To keep their customers, traditional brands must emulate DTC players

Over a few months, consumers skipped years ahead in the trend toward shopping online. For example, online grocery shopping has grown 54.0% in the U.S. since the start of the COVID-19 crisis, according to Nielsen.
Many of those people shopping from home are sticking with brands they know, but well more than half said they’d tried new ones, finds a study cited in MIT Sloan Management Review. And brands are responding fast, increasing spend with online retailers to display their products and services in relevant ad units.
Brands also now have an excellent opportunity to solve an even more significant long-term challenge: the demise of the third-party cookie in less than 18 months. To prepare for the absence of those signals passed by browsers, and further hindered by new privacy regulations, brands now need to gather and use first-party data to build direct relationships with their customers.
Every brand, from pet care to cleaning products, fast fashion, and food, knows at least something about its consumers’ behaviors and can offer enticements and information that helps people navigate their lives. They can strengthen the emotional connections people feel for the brands they know and often love.
For years, direct-to-consumer (DTC) brands have done just that, tapping the power of digital technologies to introduce themselves, find customers, engage them, understand their wants and desires, optimize messaging, improve products, and hone customer service. And while traditional brands are increasingly moving into online commerce, to maintain their retail dominance, they need to go further mimicking the best practices of the newer, digital-first upstarts.

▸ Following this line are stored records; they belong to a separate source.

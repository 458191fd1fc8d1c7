use anyhow::{bail, Result};
use clap::Parser;
use fertdash::{fetch::HttpSource, Config};
use std::path::PathBuf;
use tracing::{error, info};
use tracing_subscriber::{fmt, EnvFilter};

/// Fetch fertility and labor series from the World Bank API and render a
/// six-panel dashboard PNG.
#[derive(Parser, Debug)]
#[command(name = "fertdash")]
struct Args {
    /// YAML config file; built-in defaults apply to anything it leaves out
    #[arg(short, long)]
    config: Option<PathBuf>,

    /// Comma separated country names (overrides config)
    #[arg(long, value_delimiter = ',')]
    countries: Option<Vec<String>>,

    /// Comma separated indicator codes (overrides config)
    #[arg(long, value_delimiter = ',')]
    indicators: Option<Vec<String>>,

    #[arg(long)]
    start_year: Option<i32>,

    #[arg(long)]
    end_year: Option<i32>,

    /// Per-request timeout in seconds
    #[arg(long)]
    timeout: Option<u64>,

    /// Output PNG path
    #[arg(short, long)]
    output: Option<PathBuf>,

    /// Also export the wide table as Parquet
    #[arg(long)]
    table_out: Option<PathBuf>,
}

impl Args {
    fn into_config(self) -> Result<Config> {
        let mut cfg = match &self.config {
            Some(path) => Config::load(path)?,
            None => Config::default(),
        };
        if let Some(v) = self.countries {
            cfg.countries = v;
        }
        if let Some(v) = self.indicators {
            cfg.indicators = v;
        }
        if let Some(v) = self.start_year {
            cfg.start_year = v;
        }
        if let Some(v) = self.end_year {
            cfg.end_year = v;
        }
        if let Some(v) = self.timeout {
            cfg.timeout_secs = v;
        }
        if let Some(v) = self.output {
            cfg.output_path = v;
        }
        if self.table_out.is_some() {
            cfg.table_path = self.table_out;
        }
        cfg.validate()?;
        Ok(cfg)
    }
}

fn main() -> Result<()> {
    fmt::Subscriber::builder()
        .with_env_filter(
            EnvFilter::try_from_default_env().unwrap_or_else(|_| EnvFilter::new("info")),
        )
        .with_target(false)
        .init();

    let cfg = Args::parse().into_config()?;
    info!(
        countries = cfg.countries.len(),
        indicators = cfg.indicators.len(),
        "startup"
    );

    let source = HttpSource::new(cfg.timeout())?;
    match fertdash::run(&cfg, &source)? {
        Some(path) => {
            info!("dashboard saved as {}", path.display());
            Ok(())
        }
        None => {
            error!("no data was fetched; check your internet connection and try again");
            bail!("failed to create dashboard due to data retrieval issues")
        }
    }
}
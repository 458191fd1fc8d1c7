// src/fetch/series.rs

use anyhow::{Context, Result};
use serde::Deserialize;
use serde_json::Value;
use std::ops::RangeInclusive;
use tracing::{info, instrument, warn};
use url::Url;

use super::client::{parse_page, JsonSource};

/// One data point exactly as the API returned it. `value` stays opaque
/// (number, string or null) until the table builder coerces it.
#[derive(Debug, Clone, PartialEq)]
pub struct Observation {
    pub country: String,
    pub date: String,
    pub indicator: String,
    pub value: Value,
}

#[derive(Debug, Deserialize)]
struct NamedRef {
    value: String,
}

#[derive(Debug, Deserialize)]
struct SeriesRecord {
    country: NamedRef,
    date: String,
    #[serde(default)]
    value: Value,
}

fn series_url(api_base: &Url, country: &str, indicator: &str, years: &RangeInclusive<i32>) -> Result<Url> {
    let mut url = api_base.clone();
    url.path_segments_mut()
        .map_err(|_| anyhow::anyhow!("{} cannot be a base URL", api_base))?
        .pop_if_empty()
        .extend(["country", country, "indicator", indicator]);
    url.query_pairs_mut()
        .append_pair("date", &format!("{}:{}", years.start(), years.end()))
        .append_pair("format", "json")
        .append_pair("per_page", "1000");
    Ok(url)
}

/// Fetch one (country, indicator) series. `Ok(None)` means the response had
/// no data page.
fn fetch_pair(
    source: &impl JsonSource,
    api_base: &Url,
    country: &str,
    indicator: &str,
    years: &RangeInclusive<i32>,
) -> Result<Option<Vec<Observation>>> {
    let url = series_url(api_base, country, indicator, years)?;
    let body = source.get_json(&url)?;
    let Some(page) = parse_page::<SeriesRecord>(body)
        .with_context(|| format!("parsing series from {}", url))?
    else {
        return Ok(None);
    };

    Ok(Some(
        page.records
            .into_iter()
            .map(|r| Observation {
                country: r.country.value,
                date: r.date,
                indicator: indicator.to_string(),
                value: r.value,
            })
            .collect(),
    ))
}

/// Fetch every country × indicator pair, country-major, one request each.
///
/// A pair that fails is logged and skipped; the rest still run. Returns
/// `None` when nothing at all came back.
#[instrument(level = "info", skip(source, api_base))]
pub fn fetch_observations(
    source: &impl JsonSource,
    api_base: &Url,
    countries: &[String],
    indicators: &[String],
    years: RangeInclusive<i32>,
) -> Option<Vec<Observation>> {
    let mut all = Vec::new();

    for country in countries {
        for indicator in indicators {
            info!(%country, %indicator, "fetching");
            match fetch_pair(source, api_base, country, indicator, &years) {
                Ok(Some(obs)) => {
                    info!(%country, %indicator, records = obs.len(), "fetched");
                    all.extend(obs);
                }
                Ok(None) => {
                    info!(%country, %indicator, "no data available");
                }
                Err(e) => {
                    warn!(%country, %indicator, error = %format!("{:#}", e), "fetch failed; skipping");
                }
            }
        }
    }

    if all.is_empty() {
        warn!("no data was fetched from the API");
        return None;
    }
    info!(observations = all.len(), "fetch complete");
    Some(all)
}
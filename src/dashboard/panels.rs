// src/dashboard/panels.rs
//
// Data side of the six panels. Nothing here draws; `draw` turns these
// values into pixels.

use tracing::warn;

use crate::table::{WideTable, FEMALE_LABOR_FORCE, FERTILITY_RATE, TEEN_BIRTH_RATE};

/// Endpoints of the change panel. Fixed years, not first/last available.
pub const CHANGE_FROM_YEAR: i32 = 1960;
pub const CHANGE_TO_YEAR: i32 = 2022;

/// Years projected past the last observation in the forecast panel.
pub const FORECAST_HORIZON: i32 = 10;

/// The six panels, in grid order (row-major, two per row).
#[derive(Debug, Clone, Copy, PartialEq, Eq)]
pub enum Panel {
    FertilityTrend,
    LatestRates,
    LaborScatter,
    TeenBirthTrend,
    FertilityChange,
    Forecast,
}

impl Panel {
    pub const ALL: [Panel; 6] = [
        Panel::FertilityTrend,
        Panel::LatestRates,
        Panel::LaborScatter,
        Panel::TeenBirthTrend,
        Panel::FertilityChange,
        Panel::Forecast,
    ];

    pub fn name(self) -> &'static str {
        match self {
            Panel::FertilityTrend => "fertility_trend",
            Panel::LatestRates => "latest_rates",
            Panel::LaborScatter => "labor_scatter",
            Panel::TeenBirthTrend => "teen_birth_trend",
            Panel::FertilityChange => "fertility_change",
            Panel::Forecast => "forecast",
        }
    }

    pub fn required_columns(self) -> &'static [&'static str] {
        match self {
            Panel::LaborScatter => &[FERTILITY_RATE, FEMALE_LABOR_FORCE],
            Panel::TeenBirthTrend => &[TEEN_BIRTH_RATE],
            _ => &[FERTILITY_RATE],
        }
    }

    pub fn missing_columns(self, table: &WideTable) -> Vec<&'static str> {
        self.required_columns()
            .iter()
            .copied()
            .filter(|c| !table.has_column(c))
            .collect()
    }

    /// Text shown in place of the chart when columns are missing.
    pub fn placeholder(self) -> &'static str {
        match self {
            Panel::LaborScatter => "Data not available for this plot",
            Panel::TeenBirthTrend => "Teenage Birth Rate data not available",
            Panel::Forecast => "Fertility Rate data not available for forecast",
            _ => "Fertility Rate data not available",
        }
    }

    pub fn title(self, table: &WideTable) -> String {
        let span = match (table.min_year(), table.max_year()) {
            (Some(a), Some(b)) => format!(" ({}-{})", a, b),
            _ => String::new(),
        };
        match self {
            Panel::FertilityTrend => format!("Fertility Rate Trends{}", span),
            Panel::LatestRates => match table.max_year() {
                Some(y) => format!("Fertility Rates ({})", y),
                None => "Fertility Rates".to_string(),
            },
            Panel::LaborScatter => "Fertility Rate vs Female Labor Force Participation".to_string(),
            Panel::TeenBirthTrend => format!("Teenage Birth Rate Trends{}", span),
            Panel::FertilityChange => format!(
                "Change in Fertility Rate ({} to {})",
                CHANGE_FROM_YEAR, CHANGE_TO_YEAR
            ),
            Panel::Forecast => format!("Fertility Rate Forecast (Next {} Years)", FORECAST_HORIZON),
        }
    }

    pub fn subtitle(self) -> &'static str {
        match self {
            Panel::FertilityTrend => {
                "How the average number of children born to a woman has changed over time"
            }
            Panel::LatestRates => "Current average number of children born to a woman in each country",
            Panel::LaborScatter => "How fertility rates relate to women's participation in the workforce",
            Panel::TeenBirthTrend => {
                "How the number of births among teenage women has changed over time"
            }
            Panel::FertilityChange => {
                "How much the average number of children born to a woman has changed since 1960"
            }
            Panel::Forecast => "Predicted trends in fertility rates for the coming decade",
        }
    }
}

/// One country's line, broken into runs of consecutive non-missing values.
#[derive(Debug, Clone, PartialEq)]
pub struct CountrySeries {
    pub country: String,
    /// Palette slot, from the country's position in the input list.
    pub color_index: usize,
    pub segments: Vec<Vec<(f64, f64)>>,
}

impl CountrySeries {
    pub fn points(&self) -> impl Iterator<Item = (f64, f64)> + '_ {
        self.segments.iter().flatten().copied()
    }
}

#[derive(Debug, Clone, PartialEq)]
pub struct Bar {
    pub label: String,
    pub value: f64,
}

/// Per-country lines of `indicator` over every year in the table.
pub fn trend_segments(table: &WideTable, countries: &[String], indicator: &str) -> Vec<CountrySeries> {
    countries
        .iter()
        .enumerate()
        .map(|(i, country)| {
            let mut segments = Vec::new();
            let mut run = Vec::new();
            for (year, value) in table.series(country, indicator) {
                match value {
                    Some(v) => run.push((year as f64, v)),
                    None if !run.is_empty() => segments.push(std::mem::take(&mut run)),
                    None => {}
                }
            }
            if !run.is_empty() {
                segments.push(run);
            }
            CountrySeries {
                country: country.clone(),
                color_index: i,
                segments,
            }
        })
        .collect()
}

/// Values at the table's latest year, ascending. Returns the year too.
pub fn latest_bars(table: &WideTable, indicator: &str) -> Option<(i32, Vec<Bar>)> {
    let year = table.max_year()?;
    let mut bars: Vec<Bar> = table
        .values_at(year, indicator)
        .into_iter()
        .filter_map(|(label, v)| v.map(|value| Bar { label, value }))
        .collect();
    bars.sort_by(|a, b| a.value.total_cmp(&b.value));
    Some((year, bars))
}

/// `(x, y)` pairs per country where both indicators are present.
pub fn scatter_points(
    table: &WideTable,
    countries: &[String],
    x_indicator: &str,
    y_indicator: &str,
) -> Vec<CountrySeries> {
    countries
        .iter()
        .enumerate()
        .map(|(i, country)| {
            let xs = table.series(country, x_indicator);
            let ys = table.series(country, y_indicator);
            let points: Vec<(f64, f64)> = xs
                .into_iter()
                .zip(ys)
                .filter_map(|((_, x), (_, y))| Some((x?, y?)))
                .collect();
            CountrySeries {
                country: country.clone(),
                color_index: i,
                segments: if points.is_empty() { Vec::new() } else { vec![points] },
            }
        })
        .collect()
}

/// `value@to - value@from` per country present at both years, ascending by
/// the signed change.
pub fn change_bars(table: &WideTable, indicator: &str, from: i32, to: i32) -> Vec<Bar> {
    let mut bars: Vec<Bar> = table
        .countries()
        .into_iter()
        .filter_map(|country| {
            let start = table.value(&country, from, indicator)?;
            let end = table.value(&country, to, indicator)?;
            Some(Bar {
                label: country,
                value: end - start,
            })
        })
        .collect();
    bars.sort_by(|a, b| a.value.total_cmp(&b.value));
    bars
}

/// Ordinary least-squares line `y = slope * x + intercept`.
#[derive(Debug, Clone, Copy, PartialEq)]
pub struct LinearFit {
    pub slope: f64,
    pub intercept: f64,
}

impl LinearFit {
    /// `None` with fewer than two points or when every x is the same.
    pub fn fit(points: &[(f64, f64)]) -> Option<Self> {
        if points.len() < 2 {
            return None;
        }
        let n = points.len() as f64;
        let mean_x = points.iter().map(|p| p.0).sum::<f64>() / n;
        let mean_y = points.iter().map(|p| p.1).sum::<f64>() / n;
        let (mut sxx, mut sxy) = (0.0, 0.0);
        for &(x, y) in points {
            sxx += (x - mean_x) * (x - mean_x);
            sxy += (x - mean_x) * (y - mean_y);
        }
        if sxx == 0.0 {
            return None;
        }
        let slope = sxy / sxx;
        Some(Self {
            slope,
            intercept: mean_y - slope * mean_x,
        })
    }

    pub fn predict(&self, x: f64) -> f64 {
        self.slope * x + self.intercept
    }
}

#[derive(Debug, Clone, PartialEq)]
pub struct CountryForecast {
    pub country: String,
    pub color_index: usize,
    pub fit: LinearFit,
    pub observed: Vec<(f64, f64)>,
    /// The fitted line evaluated at each observed year.
    pub fitted: Vec<(f64, f64)>,
    /// The fitted line over the `horizon` years after the last observation.
    pub projected: Vec<(f64, f64)>,
}

/// Linear trend and projection per country. Countries with too few points
/// for a fit are skipped with a warning.
pub fn forecast(
    table: &WideTable,
    countries: &[String],
    indicator: &str,
    horizon: i32,
) -> Vec<CountryForecast> {
    let mut out = Vec::new();
    for (i, country) in countries.iter().enumerate() {
        let observed: Vec<(f64, f64)> = table
            .series(country, indicator)
            .into_iter()
            .filter_map(|(year, v)| v.map(|v| (year as f64, v)))
            .collect();
        let Some(fit) = LinearFit::fit(&observed) else {
            warn!(%country, points = observed.len(), "not enough data to fit a trend; skipping forecast");
            continue;
        };
        let last = observed.iter().map(|p| p.0).fold(f64::MIN, f64::max);
        let fitted = observed.iter().map(|&(x, _)| (x, fit.predict(x))).collect();
        let projected = (1..=horizon)
            .map(|k| {
                let x = last + k as f64;
                (x, fit.predict(x))
            })
            .collect();
        out.push(CountryForecast {
            country: country.clone(),
            color_index: i,
            fit,
            observed,
            fitted,
            projected,
        });
    }
    out
}
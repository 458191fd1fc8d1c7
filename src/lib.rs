pub mod config;
pub mod dashboard;
pub mod fetch;
pub mod pipeline;
pub mod table;

pub use config::Config;
pub use pipeline::run;
// src/dashboard/mod.rs

use anyhow::{Context, Result};
use image::{ImageFormat, RgbImage};
use plotters::prelude::*;
use std::io::Cursor;
use tracing::{info, instrument, warn};

use crate::table::WideTable;

pub mod draw;
pub mod panels;
pub mod style;

pub use draw::{PanelReport, PanelStatus};
pub use panels::Panel;
pub use style::{DashboardStyle, HexColor};

/// A rendered dashboard: encoded PNG plus what happened to each panel.
#[derive(Debug, Clone)]
pub struct Dashboard {
    pub png: Vec<u8>,
    pub panels: Vec<PanelReport>,
}

impl Dashboard {
    pub fn status(&self, panel: Panel) -> Option<&PanelStatus> {
        self.panels
            .iter()
            .find(|r| r.panel == panel)
            .map(|r| &r.status)
    }
}

/// Render the six-panel dashboard into an in-memory PNG.
///
/// `countries` are display names; their order fixes legend order and
/// palette slots. Returns `None` when there is no table or it has no rows.
#[instrument(level = "info", skip(table, style))]
pub fn render_dashboard(
    countries: &[String],
    table: Option<&WideTable>,
    style: &DashboardStyle,
) -> Result<Option<Dashboard>> {
    let Some(table) = table.filter(|t| !t.is_empty()) else {
        warn!("no data available; dashboard not rendered");
        return Ok(None);
    };
    info!(columns = ?table.indicator_columns(), rows = table.num_rows(), "available columns");

    let (w, h) = (style.width, style.height);
    let mut buf = vec![0u8; w as usize * h as usize * 3];
    let panels = {
        let root = BitMapBackend::with_buffer(&mut buf, (w, h)).into_drawing_area();
        let panels = draw::draw_dashboard(&root, countries, table, style)?;
        root.present().context("finalising dashboard bitmap")?;
        panels
    };

    let png = encode_png(buf, w, h)?;
    info!(bytes = png.len(), width = w, height = h, "rendered dashboard");
    Ok(Some(Dashboard { png, panels }))
}

fn encode_png(rgb: Vec<u8>, w: u32, h: u32) -> Result<Vec<u8>> {
    let img = RgbImage::from_raw(w, h, rgb).context("pixel buffer does not match dashboard size")?;
    let mut out = Cursor::new(Vec::new());
    img.write_to(&mut out, ImageFormat::Png)
        .context("encoding dashboard PNG")?;
    Ok(out.into_inner())
}

#[cfg(test)]
mod tests {
    use super::*;
    use crate::table::testing::table;
    use crate::table::{build_wide_table, FEMALE_LABOR_FORCE, FERTILITY_RATE, TEEN_BIRTH_RATE};

    fn small_style() -> DashboardStyle {
        DashboardStyle {
            width: 640,
            height: 480,
            ..DashboardStyle::default()
        }
    }

    fn names(list: &[&str]) -> Vec<String> {
        list.iter().map(|s| s.to_string()).collect()
    }

    fn decode_size(png: &[u8]) -> (u32, u32) {
        let img = image::load_from_memory(png).unwrap();
        (img.width(), img.height())
    }

    #[test]
    fn no_table_or_empty_table_renders_nothing() {
        let style = small_style();
        assert!(render_dashboard(&names(&["Norway"]), None, &style)
            .unwrap()
            .is_none());

        let empty = build_wide_table(&[]).unwrap();
        assert!(render_dashboard(&names(&["Norway"]), Some(&empty), &style)
            .unwrap()
            .is_none());
    }

    #[test]
    fn missing_fertility_column_uses_placeholders() {
        let t = table(&[
            ("Norway", 2000, TEEN_BIRTH_RATE, 10.5),
            ("Norway", 2001, TEEN_BIRTH_RATE, 9.8),
        ]);
        let dash = render_dashboard(&names(&["Norway"]), Some(&t), &small_style())
            .unwrap()
            .unwrap();

        assert_eq!(dash.panels.len(), 6);
        for panel in Panel::ALL {
            let status = dash.status(panel).unwrap();
            if panel == Panel::TeenBirthTrend {
                assert_eq!(status, &PanelStatus::Drawn);
            } else {
                assert_eq!(status, &PanelStatus::Placeholder, "{:?}", panel);
            }
        }
        assert_eq!(decode_size(&dash.png), (640, 480));
    }

    #[test]
    fn full_table_draws_every_panel_region() {
        let mut cells = Vec::new();
        for (country, base) in [("Norway", 2.9), ("Sweden", 2.2), ("Iceland", 4.3)] {
            for (k, year) in [1960, 1990, 2022].into_iter().enumerate() {
                let k = k as f64;
                cells.push((country, year, FERTILITY_RATE, base - 0.5 * k));
                cells.push((country, year, TEEN_BIRTH_RATE, 40.0 - 12.0 * k));
                cells.push((country, year, FEMALE_LABOR_FORCE, 40.0 + 10.0 * k));
            }
        }
        let t = table(&cells);
        let countries = names(&["Norway", "Sweden", "Iceland"]);
        let dash = render_dashboard(&countries, Some(&t), &small_style())
            .unwrap()
            .unwrap();

        let panels: Vec<Panel> = dash.panels.iter().map(|r| r.panel).collect();
        assert_eq!(panels, Panel::ALL.to_vec());
        for report in &dash.panels {
            assert_eq!(report.status, PanelStatus::Drawn, "{:?}", report.panel);
        }
        assert_eq!(decode_size(&dash.png), (640, 480));
    }
}
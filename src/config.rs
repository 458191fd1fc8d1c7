// src/config.rs

use anyhow::{bail, Context, Result};
use serde::{Deserialize, Serialize};
use std::{
    fs,
    ops::RangeInclusive,
    path::{Path, PathBuf},
    time::Duration,
};
use url::Url;

use crate::dashboard::DashboardStyle;
use crate::table::{FERTILITY_RATE, FEMALE_LABOR_FORCE, TEEN_BIRTH_RATE};

pub const DEFAULT_API_BASE: &str = "http://api.worldbank.org/v2/";

static DEFAULT_COUNTRIES: &[&str] = &["Norway", "Sweden", "Denmark", "Finland", "Iceland"];

/// Run configuration. Every field has a default, so an empty YAML file
/// reproduces the stock Nordic dashboard.
#[derive(Debug, Clone, PartialEq, Serialize, Deserialize)]
#[serde(default)]
pub struct Config {
    /// Display names, in legend/color order.
    pub countries: Vec<String>,
    /// Indicator codes to fetch.
    pub indicators: Vec<String>,
    pub start_year: i32,
    pub end_year: i32,
    /// Per-request timeout in seconds.
    pub timeout_secs: u64,
    pub output_path: PathBuf,
    /// Optional Parquet export of the wide table.
    pub table_path: Option<PathBuf>,
    pub api_base: String,
    pub style: DashboardStyle,
}

impl Default for Config {
    fn default() -> Self {
        Self {
            countries: DEFAULT_COUNTRIES.iter().map(|c| c.to_string()).collect(),
            indicators: vec![
                FERTILITY_RATE.to_string(),
                TEEN_BIRTH_RATE.to_string(),
                FEMALE_LABOR_FORCE.to_string(),
            ],
            start_year: 1960,
            end_year: 2022,
            timeout_secs: 30,
            output_path: PathBuf::from("upgraded_nordic_fertility_dashboard.png"),
            table_path: None,
            api_base: DEFAULT_API_BASE.to_string(),
            style: DashboardStyle::default(),
        }
    }
}

impl Config {
    /// Read a YAML config file.
    pub fn load(path: impl AsRef<Path>) -> Result<Self> {
        let path = path.as_ref();
        let text = fs::read_to_string(path)
            .with_context(|| format!("reading config {}", path.display()))?;
        Self::from_yaml(&text).with_context(|| format!("parsing config {}", path.display()))
    }

    pub fn from_yaml(text: &str) -> Result<Self> {
        // serde_yaml refuses an empty document for a struct
        if text.trim().is_empty() {
            return Ok(Self::default());
        }
        Ok(serde_yaml::from_str(text)?)
    }

    pub fn validate(&self) -> Result<()> {
        if self.countries.is_empty() {
            bail!("at least one country is required");
        }
        if self.indicators.is_empty() {
            bail!("at least one indicator is required");
        }
        if self.start_year > self.end_year {
            bail!(
                "start_year {} is after end_year {}",
                self.start_year,
                self.end_year
            );
        }
        if self.timeout_secs == 0 {
            bail!("timeout_secs must be positive");
        }
        self.api_url()?;
        self.style.validate()?;
        Ok(())
    }

    /// The API base as a URL that relative endpoints can be joined onto.
    pub fn api_url(&self) -> Result<Url> {
        let mut raw = self.api_base.clone();
        if !raw.ends_with('/') {
            raw.push('/');
        }
        let url = Url::parse(&raw).with_context(|| format!("parsing api_base {:?}", raw))?;
        if url.cannot_be_a_base() {
            bail!("api_base {:?} cannot be used as a base URL", raw);
        }
        Ok(url)
    }

    pub fn years(&self) -> RangeInclusive<i32> {
        self.start_year..=self.end_year
    }

    pub fn timeout(&self) -> Duration {
        Duration::from_secs(self.timeout_secs)
    }
}

#[cfg(test)]
mod tests {
    use super::*;
    use std::io::Write;
    use tempfile::NamedTempFile;

    #[test]
    fn empty_file_is_default() {
        let cfg = Config::from_yaml("  \n").unwrap();
        assert_eq!(cfg, Config::default());
        assert_eq!(cfg.years(), 1960..=2022);
        assert_eq!(cfg.timeout(), Duration::from_secs(30));
        cfg.validate().unwrap();
    }

    #[test]
    fn partial_yaml_keeps_other_defaults() {
        let mut f = NamedTempFile::new().unwrap();
        writeln!(
            f,
            "countries: [Estonia, Latvia]\nend_year: 2020\noutput_path: baltic.png\nstyle:\n  width: 1200"
        )
        .unwrap();

        let cfg = Config::load(f.path()).unwrap();
        assert_eq!(cfg.countries, vec!["Estonia", "Latvia"]);
        assert_eq!(cfg.start_year, 1960);
        assert_eq!(cfg.end_year, 2020);
        assert_eq!(cfg.output_path, PathBuf::from("baltic.png"));
        assert_eq!(cfg.style.width, 1200);
        assert_eq!(cfg.indicators.len(), 3);
    }

    #[test]
    fn bundled_config_matches_defaults() {
        let path = Path::new(env!("CARGO_MANIFEST_DIR")).join("config/nordic.yaml");
        let cfg = Config::load(path).unwrap();
        assert_eq!(cfg, Config::default());
    }

    #[test]
    fn validate_rejects_bad_values() {
        let mut cfg = Config::default();
        cfg.start_year = 2023;
        assert!(cfg.validate().is_err());

        let mut cfg = Config::default();
        cfg.countries.clear();
        assert!(cfg.validate().is_err());

        let mut cfg = Config::default();
        cfg.timeout_secs = 0;
        assert!(cfg.validate().is_err());

        let mut cfg = Config::default();
        cfg.api_base = "mailto:someone@example.com".to_string();
        assert!(cfg.validate().is_err());
    }

    #[test]
    fn api_url_gets_trailing_slash() {
        let mut cfg = Config::default();
        cfg.api_base = "https://example.org/v2".to_string();
        assert_eq!(cfg.api_url().unwrap().as_str(), "https://example.org/v2/");
    }
}
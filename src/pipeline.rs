// src/pipeline.rs

use anyhow::{Context, Result};
use std::{fs, path::PathBuf, time::Instant};
use tracing::{info, instrument, warn};

use crate::config::Config;
use crate::dashboard::render_dashboard;
use crate::fetch::{fetch_observations, resolve_country_codes, JsonSource};
use crate::table::build_wide_table;

const PREVIEW_ROWS: usize = 5;

/// Resolve → fetch → pivot → render → write.
///
/// Returns the written image path, or `None` when the API yielded no data
/// (nothing is written in that case).
#[instrument(level = "info", skip_all, fields(output = %config.output_path.display()))]
pub fn run(config: &Config, source: &impl JsonSource) -> Result<Option<PathBuf>> {
    let start = Instant::now();
    let api = config.api_url()?;

    info!(countries = ?config.countries, "resolving country codes");
    let codes = resolve_country_codes(source, &api, &config.countries);

    info!(indicators = ?config.indicators, years = ?config.years(), "fetching series");
    let Some(observations) =
        fetch_observations(source, &api, &codes, &config.indicators, config.years())
    else {
        return Ok(None);
    };

    let table = build_wide_table(&observations)?;
    match table.preview(PREVIEW_ROWS) {
        Ok(text) => info!("first rows of the fetched data:\n{}", text),
        Err(e) => warn!(error = %e, "could not format table preview"),
    }

    if let Some(path) = &config.table_path {
        table
            .write_parquet(path)
            .with_context(|| format!("exporting table to {}", path.display()))?;
    }

    let Some(dashboard) = render_dashboard(&config.countries, Some(&table), &config.style)? else {
        return Ok(None);
    };

    let out = &config.output_path;
    if let Some(parent) = out.parent().filter(|p| !p.as_os_str().is_empty()) {
        fs::create_dir_all(parent).with_context(|| format!("creating {}", parent.display()))?;
    }
    fs::write(out, &dashboard.png).with_context(|| format!("writing {}", out.display()))?;
    info!(path = %out.display(), elapsed = ?start.elapsed(), "dashboard saved");

    Ok(Some(out.clone()))
}
// src/fetch/mod.rs

/// HTTP plumbing and the `[meta, records]` envelope
pub mod client;
/// Display name → API country code
pub mod countries;
/// Per (country, indicator) series downloads
pub mod series;

pub use client::{parse_page, ApiPage, HttpSource, JsonSource, PageMeta};
pub use countries::{resolve_country_codes, CountryRecord};
pub use series::{fetch_observations, Observation};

CPG brands hold market sway, but rely on retailers

Traditional brands still have substantial competitive advantages such as brand recognition, ubiquitous availability, and consumer trust. As strong as top DTC brands may be, most have but a fraction of the market sway of major consumer products sold through retailers. That’s one reason successful DTC companies like Native, a personal hygiene products company, have been acquired by larger competitors and partners.
Unlike DTC brands, however, many traditional brands are deeply integrated with multiple retailers who account for the bulk of their sales and own deep relationships with customers. Traditional brands need to develop new touchpoints, use them to enrich their first-party data, then weave those strands into a richer relationship fabric by honing touchpoints to make them more effective over time.
Many are on the way. The Procter & Gamble Co. in May launched a cause-marketing program called Good Everyday that gives consumers reasons to register and integrate their online identities with purchases of products they buy in return for rewards points, education, and games. Consumers earn the chance to win prizes for themselves while applying their points to worthy causes they designate, such as meals for the needy and aid for endangered animals.
Other brands are using Instagram and other social media to encourage consumers to offer their contact info. Some use interactive creative elements they place through programmatic channels that let consumers enter contact info or social media handles.
Because of their size, sales volume, and marketing spend, most traditional brands already have substantial data sets, often around audience segments built from third-party cookie data. By now building out their first-party data on consumers and employing artificial intelligence and machine learning to match and optimize it all, they can gain a further leg up. Sophisticated CRM systems will help them understand how consumers navigate websites and apps, what inquiries they are making, and what actions they take online and in the real world.

The moment accelerates the need for engagement

A cookieless world doesn’t mean the end of targeting. It just means that brands and the partners working with them can’t target people based on third-party data garnered from browser sessions. We can still reach out based on email addresses, phone numbers, via logged-in platforms such as Facebook and YouTube, through messaging platforms and SMS texts, and via other channels. With that kind of deterministic data, brands can then glean strong and valuable signals about consumers to build and deepen loyalty. The brands that don’t could soon find their customers wooed away.
This intense and challenging moment has accelerated the impetus for traditional brands to prepare for the cookieless future. They need to crack the code of how to gain direct access to consumers. Then they can match their first-party data with their unparalleled scale to more efficiently find and engage customers, and solidify their strength far into the cookieless future.